A l’heure où les autres pays développent beaucoup leur veille technologique, le Burundi dépend entièrement de l’extérieur en matière de technologie. Le problème essentiel auquel est confronté l’entrepreneur burundais lors de l’acquisition d’une technologie appropriée est le manque d’information. On observe que la technologie burundaise existante est peu diffusée et celle disponible sur le marché international généralement sur-dimensionnée ou inadaptée aux besoins de l’économie burundaise. La première étude de synthèse sur les différents aspects des transferts et de développement de la technologie129 date de 1980. On observe que des efforts considérables ont été faits dans ce domaine car pour les années 1975, 1976 et 1977, les paiements en devises liés à l’acquisition de technologies étrangères équivalaient entre 40 et 50 % de la capacité d’importation. En 1975, les dépenses associées à l’importation de la technologie ont représenté 79,4% de la valeur ajoutée du secteur secondaire. A ces facteurs matériels, il faut ajouter les aspects immatériels de l’importation de technologie à savoir, pour la plus part des entreprises, le recours à des experts et techniciens étrangers. Bien qu’aucune estimation récente n’existe, nous pouvons dire que rien n’indique que la situation ait changé. La dépendance du secteur secondaire de la technologie reste donc forte surtout du fait qu’il y a une quasi-absence de producteurs locaux d’équipements ce qui constitue dès lors une barrière au développement des entreprises burundaises du fait du coût en devises élevé et de tout nouvel équipement et par la difficulté à trouver une technologie appropriée.

A l’époque où la récente nouveauté dans le transfert de la technologie est de “ mettre l’accent sur le transfert de l’intangible, cette partie de la connaissance qui ne se transmet vraiment qu’oralement ou par visite ”130 et où les acheteurs de technologie ne se contentent plus d’équipement livrés clés en main, mais souhaitent plutôt acquérir un savoir-faire développé en amont, certains dirigeants d’entreprise burundais réduisent le transfert de technologie au seul achat de l’équipement de production.
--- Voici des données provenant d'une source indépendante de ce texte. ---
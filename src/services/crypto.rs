//! Secrets codec for provider URLs and credential logins
//!
//! AES-256-GCM with a random 96-bit nonce per value. Stored form is
//! `base64(nonce || ciphertext)`.

use aes_gcm::{
    aead::{Aead, AeadCore, KeyInit, OsRng},
    Aes256Gcm, Key, Nonce,
};
use base64::{engine::general_purpose::STANDARD, Engine};

use crate::error::{AppError, Result};

/// AES-256-GCM nonce size (96 bits / 12 bytes)
const NONCE_SIZE: usize = 12;

#[derive(Clone)]
pub struct SecretsCodec {
    cipher: Aes256Gcm,
}

impl std::fmt::Debug for SecretsCodec {
    fn fmt(&self, f: &mut std::fmt::Formatter<'_>) -> std::fmt::Result {
        f.debug_struct("SecretsCodec")
            .field("cipher", &"[REDACTED]")
            .finish()
    }
}

impl SecretsCodec {
    /// Create a codec from a 32-byte key
    pub fn new(key_bytes: &[u8]) -> Result<Self> {
        if key_bytes.len() != 32 {
            return Err(AppError::Internal(format!(
                "Secrets key must be exactly 32 bytes, got {}",
                key_bytes.len()
            )));
        }
        let key = Key::<Aes256Gcm>::from_slice(key_bytes);
        Ok(Self {
            cipher: Aes256Gcm::new(key),
        })
    }

    /// Create from a 64-character hex key
    pub fn from_hex_key(hex_key: &str) -> Result<Self> {
        let key_bytes = hex::decode(hex_key.trim())
            .map_err(|e| AppError::Internal(format!("Invalid hex key: {e}")))?;
        Self::new(&key_bytes)
    }

    pub fn encrypt(&self, plaintext: &str) -> Result<String> {
        let nonce = Aes256Gcm::generate_nonce(&mut OsRng);
        let ciphertext = self
            .cipher
            .encrypt(&nonce, plaintext.as_bytes())
            .map_err(|e| AppError::Internal(format!("Encryption failed: {e}")))?;

        let mut combined = Vec::with_capacity(NONCE_SIZE + ciphertext.len());
        combined.extend_from_slice(&nonce);
        combined.extend_from_slice(&ciphertext);
        Ok(STANDARD.encode(combined))
    }

    pub fn decrypt(&self, stored: &str) -> Result<String> {
        let combined = STANDARD
            .decode(stored.trim())
            .map_err(|e| AppError::Internal(format!("Invalid base64 in secret: {e}")))?;

        if combined.len() <= NONCE_SIZE {
            return Err(AppError::Internal("Encrypted secret too short".to_string()));
        }

        let (nonce_bytes, ciphertext) = combined.split_at(NONCE_SIZE);
        let plaintext = self
            .cipher
            .decrypt(Nonce::from_slice(nonce_bytes), ciphertext)
            .map_err(|_| {
                AppError::Internal("Decryption failed (wrong key or corrupted data)".to_string())
            })?;

        String::from_utf8(plaintext)
            .map_err(|_| AppError::Internal("Decrypted secret is not UTF-8".to_string()))
    }
}

/// Mask a secret for diagnostics: `****` followed by its last four characters
pub fn mask(secret: &str) -> String {
    let chars: Vec<char> = secret.chars().collect();
    if chars.len() <= 4 {
        return "****".to_string();
    }
    let tail: String = chars[chars.len() - 4..].iter().collect();
    format!("****{}", tail)
}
Il devrait être un acte d’appropriation de la technologie considérée qui engage même le fournisseur. Cet acte d’appropriation, de maîtrise pourra être d’autant plus facilitée que “  si le contrat de transfert ne se limite pas à l’achat d’équipements, mais comprend aussi l’achat de toute une série d’éléments immatériels qui constituent le savoir-faire tels que les plans, pièces de rechange, méthodes de fabrication, organisation de la production, assistance technique au démarrage, formation du personnel; autant d’éléments qui enrichissent le coût d’acquisition d’une technologie ”131.

On constate une absence de mécanisme, voire de cadre juridique en matière d’importation de technologies; le dirigeant d’entreprise ne dispose d’aucune institution pouvant l’aider dans les négociations de la technologie. Seules la Banque Nationale pour le Développement Economique (BNDE) et la Cellule de Gestion du Projet (CGP)faisaient des efforts dans ce sens mais elles se heurtent à un manque de compétences internes capables d’apprécier la qualité des équipements et à un manque d’informations adéquates sur le marché fournisseur. Celui qui importe une technologie supporte donc seul les risques d’un mauvais choix ou d’une imprudence contractuelle.
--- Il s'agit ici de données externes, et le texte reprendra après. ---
impl FailoverEngine {
    pub fn new(pool: Arc<CredentialPool>) -> Self {
        Self {
            pool,
            test_mode: DashSet::new(),
        }
    }

    fn store(&self) -> &Arc<dyn Store> {
        self.pool.store()
    }

    // ========================================================================
    // Mapping CRUD
    // ========================================================================

    pub async fn create_mapping(
        &self,
        primary_channel_id: i64,
        backup_channel_id: i64,
        priority: Option<i32>,
    ) -> Result<ChannelMapping> {
        if primary_channel_id == backup_channel_id {
            return Err(AppError::Validation(
                "A channel cannot be its own backup".to_string(),
            ));
        }

        let primary = self.store().get_channel(primary_channel_id).await?.ok_or_else(|| {
            AppError::Validation(format!("Primary channel {} not found", primary_channel_id))
        })?;
        let backup = self.store().get_channel(backup_channel_id).await?.ok_or_else(|| {
            AppError::Validation(format!("Backup channel {} not found", backup_channel_id))
        })?;

        if primary.provider_id == backup.provider_id {
            return Err(AppError::Validation(
                "Primary and backup channels must belong to different providers".to_string(),
            ));
        }

        let priority = match priority {
            Some(p) if p < 1 => {
                return Err(AppError::Validation("Priority must be at least 1".to_string()))
            }
            Some(p) => p,
            None => self.next_priority(primary_channel_id).await?,
        };

        let mapping = self
            .store()
            .insert_mapping(primary_channel_id, backup_channel_id, priority)
            .await?;
        info!(
            mapping_id = mapping.id,
            primary_channel_id, backup_channel_id, priority, "Failover mapping created"
        );
        Ok(mapping)
    }

    async fn next_priority(&self, primary_channel_id: i64) -> Result<i32> {
        let existing = self.store().mappings_for_primary(primary_channel_id).await?;
        Ok(existing.iter().map(|m| m.priority).max().unwrap_or(0) + 1)
    }

    pub async fn update_mapping(
        &self,
        id: i64,
        priority: Option<i32>,
        is_active: Option<bool>,
    ) -> Result<ChannelMapping> {
        if matches!(priority, Some(p) if p < 1) {
            return Err(AppError::Validation("Priority must be at least 1".to_string()));
        }
        self.store()
            .update_mapping(id, priority, is_active)
            .await?
            .ok_or_else(|| AppError::NotFound(format!("Mapping {} not found", id)))
    }

    pub async fn delete_mapping(&self, id: i64) -> Result<()> {
        if !self.store().delete_mapping(id).await? {
            return Err(AppError::NotFound(format!("Mapping {} not found", id)));
        }
        Ok(())
    }

    pub async fn list_mappings(&self) -> Result<Vec<ChannelMapping>> {
        self.store().list_mappings().await
    }

    pub async fn mappings_for_primary(&self, primary_channel_id: i64) -> Result<Vec<ChannelMapping>> {
        self.store().mappings_for_primary(primary_channel_id).await
    }

    /// Backups by priority: active mapping, enabled channel, active provider
    pub async fn get_backup_channels(&self, primary_channel_id: i64) -> Result<Vec<BackupChannel>> {
        let mut backups = Vec::new();
        for mapping in self.store().mappings_for_primary(primary_channel_id).await? {
            if !mapping.is_active {
                continue;
            }
            let channel = match self.store().get_channel(mapping.backup_channel_id).await? {
                Some(c) if c.is_enabled => c,
                _ => continue,
            };
            let provider = match self.store().get_provider(channel.provider_id).await? {
                Some(p) if p.is_active => p,
                _ => continue,
            };
            backups.push(BackupChannel {
                mapping_id: mapping.id,
                priority: mapping.priority,
                provider_id: provider.id,
                provider_name: provider.name,
                provider_health: provider.health_status,
                channel,
            });
        }
        Ok(backups)
    }

    // ========================================================================
    // Suggestions
    // ========================================================================

    /// Likely backups on every other active provider (floor 40%)
    pub async fn suggest_mappings(
        &self,
        primary_channel_id: i64,
        limit: usize,
    ) -> Result<Vec<MappingSuggestion>> {
        let primary = self.require_channel(primary_channel_id).await?;
        let providers: Vec<Provider> = self
            .store()
            .list_providers()
            .await?
            .into_iter()
            .filter(|p| p.is_active && p.id != primary.provider_id)
            .collect();
        self.suggest_from(&primary, &providers, SUGGESTION_FLOOR, limit)
            .await
    }

    /// Likely backups on one chosen provider (floor 10%)
    pub async fn suggest_mappings_for_provider(
        &self,
        primary_channel_id: i64,
        target_provider_id: i64,
        limit: usize,
    ) -> Result<Vec<MappingSuggestion>> {
        let primary = self.require_channel(primary_channel_id).await?;
        if primary.provider_id == target_provider_id {
            return Err(AppError::Validation(
                "Target provider must differ from the primary channel's provider".to_string(),
            ));
        }
        let provider = self
            .store()
            .get_provider(target_provider_id)
            .await?
            .ok_or_else(|| AppError::NotFound(format!("Provider {} not found", target_provider_id)))?;
        self.suggest_from(&primary, &[provider], PROVIDER_SUGGESTION_FLOOR, limit)
            .await
    }

    async fn suggest_from(
        &self,
        primary: &Channel,
        providers: &[Provider],
        floor: f64,
        limit: usize,
    ) -> Result<Vec<MappingSuggestion>> {
        let target = normalize_name(&primary.name);
        let already_mapped: HashSet<i64> = self
            .store()
            .mappings_for_primary(primary.id)
            .await?
            .into_iter()
            .map(|m| m.backup_channel_id)
            .collect();

        let mut suggestions = Vec::new();
        for provider in providers {
            for channel in self.store().channels_for_provider(provider.id).await? {
                if !channel.is_enabled || already_mapped.contains(&channel.id) {
                    continue;
                }
                let score = similarity_normalized(&target, &normalize_name(&channel.name));
                if score >= floor {
                    suggestions.push(MappingSuggestion {
                        channel,
                        provider_id: provider.id,
                        provider_name: provider.name.clone(),
                        score,
                    });
                }
            }
        }

        suggestions.sort_by(|a, b| {
            b.score
                .partial_cmp(&a.score)
                .unwrap_or(std::cmp::Ordering::Equal)
                .then_with(|| a.channel.name.cmp(&b.channel.name))
        });
        suggestions.truncate(limit);
        debug!(
            primary_channel_id = primary.id,
            count = suggestions.len(),
            "Mapping suggestions computed"
        );
        Ok(suggestions)
    }

    /// Create each entry independently; failures are reported, not fatal
    pub async fn bulk_create_mappings(&self, items: &[NewMapping]) -> Vec<BulkItemResult> {
        let mut results = Vec::with_capacity(items.len());
        for item in items {
            let outcome = match self
                .create_mapping(item.primary_channel_id, item.backup_channel_id, item.priority)
                .await
            {
                Ok(mapping) => BulkOutcome::Created {
                    mapping_id: mapping.id,
                },
                Err(AppError::AlreadyExists(_)) => BulkOutcome::Duplicate,
                Err(e) => BulkOutcome::Invalid {
                    reason: e.to_string(),
                },
            };
            results.push(BulkItemResult {
                primary_channel_id: item.primary_channel_id,
                backup_channel_id: item.backup_channel_id,
                outcome,
            });
        }

        let created = results
            .iter()
            .filter(|r| matches!(r.outcome, BulkOutcome::Created { .. }))
            .count();
        info!("Bulk mapping: {} of {} created", created, items.len());
        results
    }

    // ========================================================================
    // Failover-time choice
    // ========================================================================

    /// First backup whose provider is not unhealthy and can serve; otherwise
    /// the first usable one regardless of health.
    pub async fn resolve_failover(&self, primary: &Channel) -> Result<FailoverDecision> {
        let mut backups = Vec::new();
        for backup in self.get_backup_channels(primary.id).await? {
            let usable = self
                .pool
                .provider_has_usable_credential(backup.provider_id)
                .await?;
            let issue = if !usable {
                Some("No active credential".to_string())
            } else if backup.provider_health == HealthStatus::Unhealthy {
                Some("Provider unhealthy".to_string())
            } else {
                None
            };
            backups.push(BackupDiagnostic {
                mapping_id: backup.mapping_id,
                priority: backup.priority,
                channel_id: backup.channel.id,
                stream_id: backup.channel.stream_id.clone(),
                channel_name: backup.channel.name.clone(),
                provider_id: backup.provider_id,
                provider_name: backup.provider_name,
                health: backup.provider_health,
                usable,
                issue,
            });
        }

        let healthy = backups
            .iter()
            .find(|b| b.usable && b.health != HealthStatus::Unhealthy);
        let (selected, reason) = match healthy {
            Some(b) => (Some(b.clone()), format!("Backup on {} is healthy", b.provider_name)),
            None => match backups.iter().find(|b| b.usable) {
                Some(b) => (
                    Some(b.clone()),
                    format!("No healthy backup; using {} as last resort", b.provider_name),
                ),
                None if backups.is_empty() => (None, "No backups configured".to_string()),
                None => (None, "No usable backup".to_string()),
            },
        };

        Ok(FailoverDecision {
            primary_channel_id: primary.id,
            primary_stream_id: primary.stream_id.clone(),
            test_mode: self.is_test_mode(&primary.stream_id),
            selected,
            reason,
            backups,
        })
    }

    /// Primary channel for a stream id: the first carrying mappings, else the first
    pub async fn find_primary_channel(&self, stream_id: &str) -> Result<Channel> {
        let candidates = self.store().channels_by_stream_id(stream_id).await?;
        for channel in &candidates {
            if !self.store().mappings_for_primary(channel.id).await?.is_empty() {
                return Ok(channel.clone());
            }
        }
        candidates
            .into_iter()
            .next()
            .ok_or_else(|| AppError::NotFound(format!("No channel with stream id {}", stream_id)))
    }

    async fn require_channel(&self, id: i64) -> Result<Channel> {
        self.store()
            .get_channel(id)
            .await?
            .ok_or_else(|| AppError::NotFound(format!("Channel {} not found", id)))
    }

    // ========================================================================
    // Test mode
    // ========================================================================

    pub fn set_test_mode(&self, primary_stream_id: &str, enabled: bool) {
        if enabled {
            self.test_mode.insert(primary_stream_id.to_string());
        } else {
            self.test_mode.remove(primary_stream_id);
        }
        info!(stream_id = primary_stream_id, enabled, "Failover test mode changed");
    }

    pub fn is_test_mode(&self, primary_stream_id: &str) -> bool {
        self.test_mode.contains(primary_stream_id)
    }

    pub fn test_mode_streams(&self) -> Vec<String> {
        let mut streams: Vec<String> = self.test_mode.iter().map(|s| s.key().clone()).collect();
        streams.sort();
        streams
    }
}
On constate que la plupart des entreprises ne procèdent pas à une étude de faisabilité et à une analyse de l’activité d’un point de vue technologique. Cette situation est appelée à perdurer car ni le code des investissements n’est sévère en la matière, ni les banques exigeantes à ce niveau. Enfin de compte, le choix est fait en réalité par le fournisseur des équipements à qui le chef d’entreprise ou l’éventuel promoteur s’est adressé et en qui il fait confiance. Cette attitude est très dangereuse, surtout lorsqu’on recourt aux équipements de seconde main. Les résultats d’une étude menée à ce sujet dans 13 entreprises du Burundi illustre nos propos quant au mode d’acquisition de la technologie:

Dans une autre étude effectuée sur 200 entreprises132 burundaises seules 14 d’entre elles avaient des licences étrangères, 17 un contrat d’assistance technique. Quant à l’innovation technologique locale, elle est quasiment inexistante. Les entreprises fabriquent ou vendent dans la majorité des cas les mêmes produits depuis leur création et n’envisagent pas d’augmenter la gamme d’articles sur le marché. Il faut en outre ajouter que cela peut être expliqué par le climat social qui est peu favorable à la science et à la technologie ainsi qu’à la quasi-inexistence de relation entre l’enseignement et le secteur de la production. Les activités de recherche et développement restent considérées comme des dépenses de luxe plutôt qu’une façon de maintenir un niveau élevé de compétitivité133.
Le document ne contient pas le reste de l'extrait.